Is this the first ever practically-deployed use of a threshold scheme?

Peter Gutmann pgut001 at cs.auckland.ac.nz
Mon Aug 2 02:30:10 EDT 2010


Jerry Leichter <leichter at lrw.com> writes:

>One could certainly screw up the design of a recovery system, but one  
>would have to try.  There really ought not be that much of difference  
>between recovering from m pieces and recovering from one.

There's a *huge* difference, see my previous posting on this the last time the 
topic came up, 
http://www.mail-archive.com/cryptography@metzdowd.com/msg07671.html:

  the cognitive load imposed is just so high that most users can't cope with 
  it, particularly since they're already walking on eggshells because they're 
  working on hardware designed to fail closed (i.e. lock everything out) if 
  you as much as look at it funny.

The last time I went through this exercise for a high-value key, after quite 
some time going through the various implications, by unanimous agreement we 
went with "lock an encrypted copy in two different safes" (this was for an 
organisation with a lot of experience with physical security, and their threat 
assessment was that anyone who could compromise their physical security would 
do far more interesting things with the capability than stealing a key).

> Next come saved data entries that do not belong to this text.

//! Calendar helpers used to bucket completion timestamps.
//!
//! Weeks are ISO weeks anchored on Thursday: a date belongs to the week (and
//! the year) of the Thursday in the same Monday-Sunday span.
//!
//! Known limitation: week equality is computed from `(year, week)` pairs
//! only, so late-December and early-January dates are grouped with whichever
//! ISO year their Thursday falls in (e.g. 2020-W53 spans into January 2021).
//! This matches the dashboards' calendar, not the Gregorian year.

use chrono::{DateTime, Datelike, Duration, NaiveDate, NaiveTime, TimeZone, Utc};

/// Trailing weeks covered by the four-week window, not counting the current one.
const LOOKBACK_DAYS: i64 = 21;

/// Returns the ISO `(year, week)` of `date`, evaluated at UTC midnight.
pub fn iso_week(date: DateTime<Utc>) -> (i32, u32) {
    let day = date.date_naive();
    // Monday = 1 .. Sunday = 7
    let weekday = i64::from(day.weekday().number_from_monday());
    let thursday = day + Duration::days(4 - weekday);
    let week = (thursday.ordinal0() + 7) / 7;
    (thursday.year(), week)
}

pub fn is_this_week(timestamp: DateTime<Utc>, now: DateTime<Utc>) -> bool {
    iso_week(timestamp) == iso_week(now)
}

/// Monday 00:00 UTC of the week containing `now`.
pub fn start_of_week(now: DateTime<Utc>) -> DateTime<Utc> {
    let day = now.date_naive();
    let monday = day - Duration::days(i64::from(day.weekday().num_days_from_monday()));
    midnight(monday)
}

/// Lower bound of the four-week window: the start of the current week minus three weeks.
pub fn four_week_start(now: DateTime<Utc>) -> DateTime<Utc> {
    start_of_week(now) - Duration::days(LOOKBACK_DAYS)
}

pub fn in_four_week_window(timestamp: DateTime<Utc>, now: DateTime<Utc>) -> bool {
    timestamp >= four_week_start(now) && timestamp <= now
}

fn midnight(day: NaiveDate) -> DateTime<Utc> {
    Utc.from_utc_datetime(&day.and_time(NaiveTime::default()))
}

#[cfg(test)]
mod tests {
    use super::*;

    fn at(year: i32, month: u32, day: u32, hour: u32) -> DateTime<Utc> {
        Utc.with_ymd_and_hms(year, month, day, hour, 0, 0).unwrap()
    }

    #[test]
    fn same_week_from_monday_to_sunday() {
        let now = at(2024, 3, 13, 12);
        assert!(is_this_week(at(2024, 3, 11, 0), now));
        assert!(is_this_week(at(2024, 3, 17, 23), now));
        assert!(!is_this_week(at(2024, 3, 10, 23), now));
        assert!(!is_this_week(at(2024, 3, 18, 0), now));
    }

    #[test]
    fn a_week_before_the_start_is_never_this_week() {
        let now = at(2024, 3, 13, 12);
        let start = start_of_week(now);
        for offset in 7..60 {
            assert!(!is_this_week(start - Duration::days(offset), now));
        }
    }

    #[test]
    fn agrees_with_chrono_iso_weeks() {
        let mut day = at(2019, 12, 1, 6);
        while day < at(2027, 2, 1, 0) {
            let iso = day.iso_week();
            assert_eq!(iso_week(day), (iso.year(), iso.week()), "{day}");
            day += Duration::days(1);
        }
    }

    #[test]
    fn year_boundaries_follow_the_thursday() {
        assert_eq!(iso_week(at(2021, 1, 1, 0)), (2020, 53));
        assert_eq!(iso_week(at(2024, 12, 30, 0)), (2025, 1));
        assert!(is_this_week(at(2024, 12, 30, 9), at(2025, 1, 2, 9)));
    }

    #[test]
    fn four_week_window_starts_three_weeks_before_this_monday() {
        let now = at(2024, 3, 13, 12);
        assert_eq!(start_of_week(now), at(2024, 3, 11, 0));
        assert_eq!(four_week_start(now), at(2024, 2, 19, 0));
        assert!(in_four_week_window(at(2024, 2, 19, 0), now));
        assert!(!in_four_week_window(at(2024, 2, 18, 23), now));
        assert!(!in_four_week_window(at(2024, 3, 14, 0), now));
    }
}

For the case of DNSSEC, what would happen if the key was lost?  There'd be a 
bit of turmoil as a new key appeared and maybe some egg-on-face at ICANN, but 
it's not like commercial PKI with certs with 40-year lifetimes hardcoded into 
every browser on the planet is it?  Presumably there's some mechanism for 
getting the root (pubic) key distributed to existing implementations, could 
this be used to roll over the root or is it still a manual config process for 
each server/resolver?  How *is* the bootstrap actually done, presumably you 
need to go from "no certs in resolvers" to "certs in resolvers" through some 
mechanism.

Peter.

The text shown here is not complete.